Source records
▬▬▬▬▬▬▬▬▬▬
use anyhow::{Result, anyhow, bail};

use crate::ir::{Block, BlockShape, Chain};

/// Parses the line-oriented chain format.
///
/// One block per line, identified by its shape marker:
///
/// ```text
/// %% title: Release pipeline
/// ( ) Start
/// [ ] Build artifacts
/// < > Tests green?
/// (( )) Done
/// %% compress 0..2 = 0.5
/// ```
///
/// `%%` lines carry directives; unrecognized directives are skipped so chain
/// files can hold freeform notes. `compress A..B = F` applies factor `F` to
/// the gap below each block in the half-open index range `A..B` and may
/// appear anywhere in the file.
pub fn parse_chain(input: &str) -> Result<Chain> {
    let mut chain = Chain::default();
    let mut compressions: Vec<(usize, usize, f32, usize)> = Vec::new();

    for (line_no, raw) in input.lines().enumerate() {
        let line = raw.trim();
        if line.is_empty() {
            continue;
        }
        if let Some(directive) = line.strip_prefix("%%") {
            parse_directive(directive.trim(), line_no + 1, &mut chain, &mut compressions)?;
            continue;
        }
        chain.blocks.push(parse_block(line, line_no + 1)?);
    }

    for (start, end, factor, line_no) in compressions {
        if end > chain.blocks.len() {
            bail!(
                "line {line_no}: compress range {start}..{end} out of bounds for {} blocks",
                chain.blocks.len()
            );
        }
        for block in &mut chain.blocks[start..end] {
            block.compress = factor;
        }
    }

    Ok(chain)
}

fn parse_block(line: &str, line_no: usize) -> Result<Block> {
    // Longest marker first so "(( ))" is not read as "( )".
    const MARKERS: [(&str, BlockShape); 4] = [
        ("(( ))", BlockShape::Terminator),
        ("( )", BlockShape::Start),
        ("[ ]", BlockShape::Process),
        ("< >", BlockShape::Decision),
    ];
    for (marker, shape) in MARKERS {
        if let Some(rest) = line.strip_prefix(marker) {
            return Ok(Block::new(rest.trim(), shape));
        }
    }
    Err(anyhow!(
        "line {line_no}: expected a shape marker (one of \"( )\", \"[ ]\", \"< >\", \"(( ))\"), got: {line}"
    ))
}

fn parse_directive(
    directive: &str,
    line_no: usize,
    chain: &mut Chain,
    compressions: &mut Vec<(usize, usize, f32, usize)>,
) -> Result<()> {
    if let Some(title) = directive.strip_prefix("title:") {
        chain.title = Some(title.trim().to_string());
        return Ok(());
    }
    if let Some(body) = directive.strip_prefix("compress") {
        let (range, factor) = body
            .split_once('=')
            .ok_or_else(|| anyhow!("line {line_no}: compress directive needs '= FACTOR'"))?;
        let (start, end) = range
            .trim()
            .split_once("..")
            .ok_or_else(|| anyhow!("line {line_no}: compress directive needs an A..B range"))?;
        let start: usize = start
            .trim()
            .parse()
            .map_err(|_| anyhow!("line {line_no}: bad range start {:?}", start.trim()))?;
        let end: usize = end
            .trim()
            .parse()
            .map_err(|_| anyhow!("line {line_no}: bad range end {:?}", end.trim()))?;
        let factor: f32 = factor
            .trim()
            .parse()
            .map_err(|_| anyhow!("line {line_no}: bad compression factor {:?}", factor.trim()))?;
        if start >= end {
            bail!("line {line_no}: compress range {start}..{end} is empty");
        }
        if !(factor > 0.0 && factor <= 1.0) {
            bail!("line {line_no}: compression factor must be in (0, 1], got {factor}");
        }
        compressions.push((start, end, factor, line_no));
        return Ok(());
    }
    // Anything else after %% is a comment.
    Ok(())
}

#[cfg(test)]
mod tests {
    use super::*;

    #[test]
    fn parses_all_shape_markers() {
        let chain = parse_chain("( ) go\n[ ] work\n< > done?\n(( )) stop\n").unwrap();
        let shapes: Vec<BlockShape> = chain.blocks.iter().map(|b| b.shape).collect();
        assert_eq!(
            shapes,
            vec![
                BlockShape::Start,
                BlockShape::Process,
                BlockShape::Decision,
                BlockShape::Terminator
            ]
        );
        assert_eq!(chain.blocks[1].label, "work");
    }

    #[test]
    fn parses_title_directive() {
        let chain = parse_chain("%% title: My flow\n[ ] a\n").unwrap();
        assert_eq!(chain.title.as_deref(), Some("My flow"));
    }

    #[test]
    fn compress_directive_sets_factors_on_range() {
        let chain = parse_chain("[ ] a\n[ ] b\n[ ] c\n%% compress 0..2 = 0.5\n").unwrap();
        assert_eq!(chain.blocks[0].compress, 0.5);
        assert_eq!(chain.blocks[1].compress, 0.5);
        assert_eq!(chain.blocks[2].compress, 1.0);
    }

    #[test]
    fn compress_directive_may_precede_blocks() {
        let chain = parse_chain("%% compress 0..1 = 0.3\n[ ] a\n[ ] b\n").unwrap();
        assert_eq!(chain.blocks[0].compress, 0.3);
    }

    #[test]
    fn compress_out_of_bounds_is_rejected() {
        let err = parse_chain("[ ] a\n%% compress 0..5 = 0.5\n").unwrap_err();
        assert!(err.to_string().contains("out of bounds"));
    }

    #[test]
    fn compress_factor_out_of_range_is_rejected() {
        assert!(parse_chain("[ ] a\n[ ] b\n%% compress 0..1 = 1.5\n").is_err());
        assert!(parse_chain("[ ] a\n[ ] b\n%% compress 0..1 = 0\n").is_err());
    }

    #[test]
    fn line_without_marker_is_rejected_with_location() {
        let err = parse_chain("[ ] a\njust text\n").unwrap_err();
        assert!(err.to_string().contains("line 2"), "{err}");
    }

    #[test]
    fn blank_lines_and_comments_are_skipped() {
        let chain = parse_chain("\n%% a note to self\n[ ] a\n\n[ ] b\n").unwrap();
        assert_eq!(chain.blocks.len(), 2);
    }
}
▬▬▬▬▬▬▬▬▬▬
* Description of the task *
Find each line in the records above that contains "flow", and copy it.

* Written response *
        let chain = parse_chain("%% title: My flow\n[ ] a\n").unwrap();
        assert_eq!(chain.title.as_deref(), Some("My flow"));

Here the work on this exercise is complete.